Os eurodeputados querem uma lista comum de paraísos fiscais que seja "credível", medidas que desincentivem a intervenção de facilitadores e intermediários nestas práticas, como bancos, consultores fiscais e advogados, instrumentos para proteger os denunciantes e os jornalistas de investigação e o fim da regra da unanimidade em matéria fiscal.

O PE exorta a Comissão e os Estados-membros a redobrarem os esforços não só para prevenir e combater as práticas ilícitas, tais como o branqueamento de capitais, a evasão fiscal e a fraude fiscal de forma mais eficaz, mas também para prevenir e combater a elisão fiscal e o planeamento fiscal agressivo, que, "embora lícitos, contrariam o espírito da lei".

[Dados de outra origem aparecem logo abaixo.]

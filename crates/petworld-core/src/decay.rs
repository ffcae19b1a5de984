//! Decay engine
//!
//! Normalizes a pet's stats to a given sequence. Pure and total apart from
//! the monotonic clock check: stat math saturates instead of failing.

use crate::config::DecayConfig;
use crate::{Error, Pet, Result, Sequence, Stats};

/// Stat change over `elapsed` sequence units
///
/// An interval of 0 disables the corresponding rule.
pub fn decayed_stats(stats: &Stats, elapsed: u64, config: &DecayConfig) -> Stats {
    if elapsed == 0 {
        return *stats;
    }

    let hunger_gain = elapsed.checked_div(config.hunger_interval).unwrap_or(0);
    let happiness_loss = elapsed.checked_div(config.happiness_interval).unwrap_or(0);

    let hunger = stats.hunger.raise(saturate(hunger_gain));
    let happiness = stats.happiness.lower(saturate(happiness_loss));

    let starving = starving_time(stats.hunger.get(), elapsed, config);
    let health_loss = starving.checked_div(config.health_interval).unwrap_or(0);
    let health = stats.health.lower(saturate(health_loss));

    Stats {
        happiness,
        hunger,
        health,
    }
}

/// Portion of `elapsed` spent with hunger at or above the starvation threshold
fn starving_time(hunger_before: u32, elapsed: u64, config: &DecayConfig) -> u64 {
    if hunger_before >= config.starvation_threshold {
        return elapsed;
    }
    if config.hunger_interval == 0 {
        return 0;
    }
    let points_to_starve = (config.starvation_threshold - hunger_before) as u64;
    let time_to_starve = points_to_starve.saturating_mul(config.hunger_interval);
    elapsed.saturating_sub(time_to_starve)
}

fn saturate(value: u64) -> u32 {
    u32::try_from(value).unwrap_or(u32::MAX)
}

/// Apply decay to `pet` up to `current`
///
/// Only stats and `last_update_sequence` change. A dead pet's stats are
/// frozen; its clock still advances so the interval is never charged twice.
pub fn decay(pet: &Pet, current: Sequence, config: &DecayConfig) -> Result<Pet> {
    if current < pet.last_update_sequence {
        return Err(Error::InvalidSequence {
            pet: pet.id,
            current,
            last: pet.last_update_sequence,
        });
    }

    let elapsed = current - pet.last_update_sequence;
    let mut next = pet.clone();
    if elapsed == 0 {
        return Ok(next);
    }

    if pet.alive {
        next.stats = decayed_stats(&pet.stats, elapsed, config);
    }
    next.last_update_sequence = current;
    Ok(next)
}
//! Sequence-based time
//!
//! The lifecycle never reads a wall clock. Time is the ledger's sequence
//! number, threaded explicitly through every call:
//! - `Sequence` - Logical time unit
//! - `SequenceSource` - Where the current sequence comes from
//! - `LedgerClock` - In-process, manually advanced source

use std::sync::atomic::{AtomicU64, Ordering};

/// A ledger sequence number (logical time unit)
pub type Sequence = u64;

/// Supplier of the current sequence number
///
/// Implementations must be non-decreasing across calls.
pub trait SequenceSource: Send + Sync {
    /// The current sequence number
    fn current_sequence(&self) -> Sequence;
}

/// A manually driven sequence source
///
/// Can only move forward: `set` with a smaller value is ignored.
#[derive(Debug, Default)]
pub struct LedgerClock {
    sequence: AtomicU64,
}

impl LedgerClock {
    /// Create a clock at sequence 0
    pub fn new() -> Self {
        Self::default()
    }

    /// Create a clock at a specific sequence
    pub fn starting_at(sequence: Sequence) -> Self {
        Self {
            sequence: AtomicU64::new(sequence),
        }
    }

    /// Advance by `by` sequence units, returning the new sequence
    pub fn advance(&self, by: u64) -> Sequence {
        let previous = self
            .sequence
            .fetch_update(Ordering::AcqRel, Ordering::Acquire, |s| {
                Some(s.saturating_add(by))
            })
            .unwrap_or_else(|s| s);
        previous.saturating_add(by)
    }

    /// Move the clock to `sequence` if it is ahead of the current one
    pub fn set(&self, sequence: Sequence) -> Sequence {
        self.sequence.fetch_max(sequence, Ordering::AcqRel).max(sequence)
    }
}

impl SequenceSource for LedgerClock {
    fn current_sequence(&self) -> Sequence {
        self.sequence.load(Ordering::Acquire)
    }
}

/// Sequence distance between two points, zero if `to` is behind `from`
pub fn distance(from: Sequence, to: Sequence) -> u64 {
    to.saturating_sub(from)
}
//! Petworld Core - Pet lifecycle state machine
//!
//! This crate provides the pure rules of a virtual pet's life:
//! - Vital stats that decay with ledger time (`Stats`, `Stat`)
//! - Player actions and their deltas (`ActionKind`)
//! - Stage evolution, death and revival
//! - One-time achievements (`Achievement`, `AchievementRegistry`)
//! - The lifecycle orchestrator that composes them into a `Transition`
//!
//! Time is a monotonic ledger sequence supplied by a `SequenceSource`. No
//! function here reads a wall clock, so every transition is deterministic.
//!
//! ## Storage
//!
//! `PetStore` is the seam between the rules and persistence. Records are
//! versioned; a stale write fails with `Error::VersionConflict`. Each owner
//! also has an `OwnerAchievements` record, so an achievement is earned once
//! per owner no matter how many pets they keep. `MemoryStore` is the
//! in-process implementation.
//!
//! ```rust
//! use petworld_core::{
//!     mint, transition, ActionKind, LifecycleConfig, OwnerAchievements, OwnerId, PetId,
//! };
//!
//! let config = LifecycleConfig::default();
//! let mut alice = OwnerAchievements::new(OwnerId::new("alice"));
//! let born = mint(PetId::new(1), &alice, "Mochi", 0, &config).unwrap();
//! alice.record(born.unlocked());
//!
//! let fed = transition(&born.pet, &ActionKind::Feed, 600, &alice, &config).unwrap();
//! assert_eq!(fed.pet.feed_count, 1);
//! ```

pub mod achievement;
pub mod action;
pub mod config;
pub mod decay;
mod error;
mod event;
pub mod evolution;
mod identity;
pub mod lifecycle;
mod pet;
pub mod store;
pub mod time;
pub mod vitality;

pub use achievement::{
    Achievement, AchievementInfo, AchievementRegistry, Milestones, OwnerAchievements, Rarity,
};
pub use action::ActionKind;
pub use config::{
    AchievementConfig, ActionConfig, ChatTouchPolicy, DecayConfig, EvolutionConfig,
    LifecycleConfig, MintConfig, RevivalConfig,
};
pub use error::{Error, Result};
pub use event::{Event, EventKind};
pub use evolution::Evolution;
pub use identity::{OwnerId, PetId};
pub use lifecycle::{mint, transfer, transition, Transition};
pub use pet::{Pet, PetInfo, Stage, Stat, StatDelta, Stats};
pub use store::{MemoryStore, PetStore, Version, Versioned};
pub use time::{LedgerClock, Sequence, SequenceSource};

Os deputados europeus recomendam ainda que a Comissão e o Conselho "aumentem os graus de ambição" em relação à lista comum da UE de jurisdições fiscais não cooperantes e que os Estados-membros estabeleçam um conjunto de sanções comuns aplicáveis aos países que figurem na lista, a fim de torná-la mais credível.

A UE adotou no dia 5 uma lista negra de 17 paraísos fiscais, por serem consideradas jurisdições não cooperantes, entre as quais Macau.

A 'lista negra' inclui Samoa Americana, Bahrein, Barbados, Granada, Guão, Coreia do Sul, Macau, Ilhas Marshall, Mongólia, Namíbia, Palau, Panamá, Santa Lúcia, Samoa, Trinidad e Tobago, Tunísia e Emirados Árabes Unidos.

Além desta lista de 17 jurisdições consideradas não cooperantes, a UE elaborou uma lista "cinzenta" de 47 jurisdições que se comprometeram a cumprir os critérios exigidos e que serão reavaliadas, entre as quais se conta Cabo Verde.